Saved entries

use std::{
    fs::File,
    io::{BufReader, BufWriter, Read, Write},
    path::Path,
    sync::OnceLock,
};

use anyhow::Context;
use regex::Regex;

use crate::structs::FilmRecord;

/// Lines before the first entry of a `locations.list` dump.
const LISTING_HEADER_LINES: usize = 14;

fn tabs() -> &'static Regex {
    static RE: OnceLock<Regex> = OnceLock::new();
    RE.get_or_init(|| Regex::new(r"\t+").unwrap())
}

fn year() -> &'static Regex {
    static RE: OnceLock<Regex> = OnceLock::new();
    RE.get_or_init(|| Regex::new(r"\((\d{4})\)").unwrap())
}

fn annotations() -> &'static Regex {
    static RE: OnceLock<Regex> = OnceLock::new();
    RE.get_or_init(|| Regex::new(r"\(.*?\)|\{.*?\}").unwrap())
}

/// Parses one line of the raw listing into a record.
///
/// Returns `None` for lines without a parenthesized year or without a
/// location column.
pub fn parse_listing_line(line: &str) -> Option<FilmRecord> {
    let line = tabs().replace_all(line, "\t");
    let mut fields = line.trim().split('\t');

    let raw_title = fields.next()?;
    let year = year().captures(raw_title)?[1].parse().ok()?;
    let address = fields.next()?.trim();
    if address.is_empty() {
        return None;
    }

    let title = annotations().replace_all(raw_title, "");

    Some(FilmRecord {
        title: title.trim().to_owned(),
        year,
        address: address.to_owned(),
    })
}

/// Reads a Latin-1 encoded listing, skipping its header and footer lines.
pub fn parse_listing<R: Read>(mut input: R) -> anyhow::Result<Vec<FilmRecord>> {
    let mut bytes = Vec::new();
    input.read_to_end(&mut bytes)?;
    // Latin-1 maps every byte to the code point of the same value
    let text = bytes.iter().map(|&b| b as char).collect::<String>();

    let lines = text.lines().collect::<Vec<_>>();
    let body = lines
        .get(LISTING_HEADER_LINES..lines.len().saturating_sub(1))
        .unwrap_or_default();

    Ok(body.iter().filter_map(|l| parse_listing_line(l)).collect())
}

pub fn write_records<W: Write>(output: W, records: &[FilmRecord]) -> anyhow::Result<()> {
    let mut wtr = csv::WriterBuilder::new()
        .has_headers(false)
        .from_writer(output);
    for r in records {
        wtr.serialize(r)?;
    }
    wtr.flush()?;
    Ok(())
}

/// Converts a raw listing into the flat record file.
pub fn prepare_dataset(input: &Path, output: &Path) -> anyhow::Result<usize> {
    let listing = File::open(input).with_context(|| format!("open {}", input.display()))?;
    let records = parse_listing(BufReader::new(listing))?;

    let out = File::create(output).with_context(|| format!("create {}", output.display()))?;
    write_records(BufWriter::new(out), &records)?;

    Ok(records.len())
}

/// Reads flat records, keeping only those shot in `year`.
pub fn read_records<R: Read>(input: R, year: i32) -> anyhow::Result<Vec<FilmRecord>> {
    let mut rdr = csv::ReaderBuilder::new()
        .has_headers(false)
        .flexible(true)
        .from_reader(input);

    let mut records = Vec::new();
    for (i, r) in rdr.deserialize::<FilmRecord>().enumerate() {
        match r {
            Ok(r) if r.year == year => records.push(r),
            Ok(_) => {}
            Err(e) => log::debug!("Skipping malformed record {}: {e}", i + 1),
        }
    }
    Ok(records)
}

pub fn load_records(path: &Path, year: i32) -> anyhow::Result<Vec<FilmRecord>> {
    let input = File::open(path).with_context(|| format!("open dataset {}", path.display()))?;
    read_records(BufReader::new(input), year)
}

Activity:
All lines from the one with "input.read_to_end(&mut bytes)?;" through the end of the records need to be copied exactly, and no other lines.

Solution for this problem:
    input.read_to_end(&mut bytes)?;
    // Latin-1 maps every byte to the code point of the same value
    let text = bytes.iter().map(|&b| b as char).collect::<String>();

    let lines = text.lines().collect::<Vec<_>>();
    let body = lines
        .get(LISTING_HEADER_LINES..lines.len().saturating_sub(1))
        .unwrap_or_default();

    Ok(body.iter().filter_map(|l| parse_listing_line(l)).collect())
}

pub fn write_records<W: Write>(output: W, records: &[FilmRecord]) -> anyhow::Result<()> {
    let mut wtr = csv::WriterBuilder::new()
        .has_headers(false)
        .from_writer(output);
    for r in records {
        wtr.serialize(r)?;
    }
    wtr.flush()?;
    Ok(())
}

/// Converts a raw listing into the flat record file.
pub fn prepare_dataset(input: &Path, output: &Path) -> anyhow::Result<usize> {
    let listing = File::open(input).with_context(|| format!("open {}", input.display()))?;
    let records = parse_listing(BufReader::new(listing))?;

    let out = File::create(output).with_context(|| format!("create {}", output.display()))?;
    write_records(BufWriter::new(out), &records)?;

    Ok(records.len())
}

/// Reads flat records, keeping only those shot in `year`.
pub fn read_records<R: Read>(input: R, year: i32) -> anyhow::Result<Vec<FilmRecord>> {
    let mut rdr = csv::ReaderBuilder::new()
        .has_headers(false)
        .flexible(true)
        .from_reader(input);

    let mut records = Vec::new();
    for (i, r) in rdr.deserialize::<FilmRecord>().enumerate() {
        match r {
            Ok(r) if r.year == year => records.push(r),
            Ok(_) => {}
            Err(e) => log::debug!("Skipping malformed record {}: {e}", i + 1),
        }
    }
    Ok(records)
}

pub fn load_records(path: &Path, year: i32) -> anyhow::Result<Vec<FilmRecord>> {
    let input = File::open(path).with_context(|| format!("open dataset {}", path.display()))?;
    read_records(BufReader::new(input), year)
}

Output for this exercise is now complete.